Regulation Information

The CDX registration site supports the requirements and procedures set forth under the EPA's proposed Cross-Media Electronic Reporting Regulation. The following language about registering for Central Data Exchange comes from Part D (i.e. "Submitter registration process") of the Section 3.2000 (i.e. "What are the criteria for acceptable electronic document receiving systems?"):

An acceptable electronic document receiving system must require that anyone who submits an electronic document to the system first register with the agency to which the document is to be submitted. The registration process must establish the identities of both the registrant, who is the prospective submitter, and any entity that the registrant is authorized to represent, and must establish that the registrant is authorized to submit the document in question for the entity being represented.
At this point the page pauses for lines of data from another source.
use thiserror::Error;

/// Errors that can abort an incident session.
///
/// Only start-up configuration problems are fatal. Everything the agent can
/// hit at runtime (unknown channel, out-of-range cursor, exhausted scan) is
/// surfaced as an ordinary result value so the session can continue.
#[derive(Error, Debug)]
pub enum SimError {
    #[error("Configuration error: {0}")]
    Config(String),

    // Field is not named `source`: thiserror reserves that name for the
    // error-source accessor.
    #[error(
        "Source '{source_name}' assigns {assigned} signal positions but the evidence \
         corpus supplies only {supplied} entries"
    )]
    SignalCountMismatch {
        source_name: String,
        assigned: usize,
        supplied: usize,
    },

    #[error("Source '{source_name}' pins signal position {position} outside corpus size {total}")]
    SignalPositionOutOfRange {
        source_name: String,
        position: usize,
        total: usize,
    },

    #[error("Serialization error: {0}")]
    Serialization(#[from] serde_json::Error),

    #[error(transparent)]
    Other(#[from] anyhow::Error),
}

pub type SimResult<T> = Result<T, SimError>;
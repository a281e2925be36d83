//! haystack-core — deterministic evidence simulation for incident drills.
//!
//! An agent under evaluation sees what looks like a live observability
//! surface: team chat, service logs, metric dashboards, an error tracker.
//! Underneath, every data source is a seeded corpus of N addressable
//! entries — a handful of hand-authored signal entries pinned among
//! lazily generated noise. Nothing is pre-materialized; entry `p` of any
//! source is a pure function of (seed, source, p), so two sessions with
//! the same seed and evidence see byte-identical worlds regardless of
//! what order they query in.
//!
//! On top of the corpora sits the live layer: a reactive conversation
//! that answers agent posts in coworker personas, an incident clock that
//! degrades metrics as simulated minutes pass, and a scripted timeline
//! that injects events at fixed minute marks.

pub mod chat_noise;
pub mod config;
pub mod conversation;
pub mod corpus;
pub mod entry;
pub mod error;
pub mod evidence;
pub mod generator;
pub mod incident_clock;
pub mod issue_noise;
pub mod log_noise;
pub mod metric_noise;
pub mod rate_limiter;
pub mod rng;
pub mod session;
pub mod timeline;
pub mod types;

pub use config::SimConfig;
pub use entry::{ChatMessage, Entry, ErrorIssue, LogLine, MetricPoint};
pub use error::{SimError, SimResult};
pub use evidence::EvidenceCorpus;
pub use session::IncidentSession;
In addition, where the documents to be received will require signature, the registration process must:

  1. (1) Establish the registrant's identity, and the registrant's relation to any entity for which the registrant will submit electronic documents, with evidence that can be verified by information sources that are independent of the registrant and the entity or entities in question and that would be sufficient to identify the registrant as the signature holder for purposes of supporting litigation consistent with paragraph (b) of this section;

  2. (2) Establish and document a unique correlation between the registrant and the code or device that will constitute or create the electronic signature of the registrant as a submitter;

  3. (3) Require that the registrant sign on paper, or in such other manner or medium as the Administrator in his or her discretion may determine as appropriate for a category of electronic reports, an electronic signature agreement specifying at a minimum that the registrant agrees to:
    1. (i) Protect the electronic signature from unauthorized use, and follow any procedures specified by the agency for this purpose;
    2. (ii) Be held as legally bound, obligated, or responsible by use of the assigned electronic signature as by hand-written signature;
    3. (iii) Where the signature method is based on a secret code or key, maintain the confidentiality of each component of the electronic signature;
    4. (iv) In any case, never to delegate the use of the electronic signature, or in any other way intentionally provide access to its use, to any other individual for any reason; and
    5. (v) Report to the entity specified in the electronic signature agreement, within twenty-four hours of discovery, any evidence of the loss, theft, or other compromise of any component of an electronic signature;
  4. (4) Provide for the automatic and immediate revocation of an electronic signature in the event of:
    1. (i) Any actual or apparent violation of the electronic signature agreement;
    2. (ii) Any evidence that the signature has been compromised, whether or not this is reported by the registrant to whom the signature was issued; or
    3. (iii) Notification from an entity that the registrant is no longer authorized by the entity to submit electronic documents on its behalf;
  5. (5) Require that the registrant renew his or her electronic signature agreement at least once every two years, or upon request by EPA, with a renewal agreement that:
    1. (i) Complies with the provisions listed in paragraph (d)(3) of this section; and
    2. (ii) Includes the registrant's certification that he or she has complied with provisions listed in paragraph (d)(3) of this section since issuance of the signature, and that all reports submitted under the signature since the electronic signature agreement was last signed were reviewed and submitted by the registrant;
  6. (6) Provide for a registrant who is surrendering his or her electronic signature to certify that he or she has complied with provisions listed in paragraph (d)(3) of this section since issuance of the signature and that all reports submitted under the signature since the electronic signature agreement was last signed were reviewed and submitted by the registrant.